Among the entries below, which lines include the string "postgres"? Show each one.

Dataset entries:
::::

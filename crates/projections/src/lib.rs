//! Query side of the fulfillment saga.
//!
//! The projector consumes every domain event and maintains one
//! [`OrderProjection`] per order: the current status plus the full event
//! timeline. The [`SubscriptionHub`] fans each applied update out to live
//! subscribers, which is what the API's stream endpoint hangs off.

pub mod error;
pub mod hub;
pub mod postgres;
pub mod projection;
pub mod projector;

pub use error::{ProjectionError, Result};
pub use hub::{OrderUpdate, SubscriptionHub, UpdateStream};
pub use postgres::PostgresProjectionStore;
pub use projection::{InMemoryProjectionStore, OrderProjection, ProjectionStore, TimelineEntry};
pub use projector::Projector;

::::

**Answer section**:
pub mod postgres;
pub use postgres::PostgresProjectionStore;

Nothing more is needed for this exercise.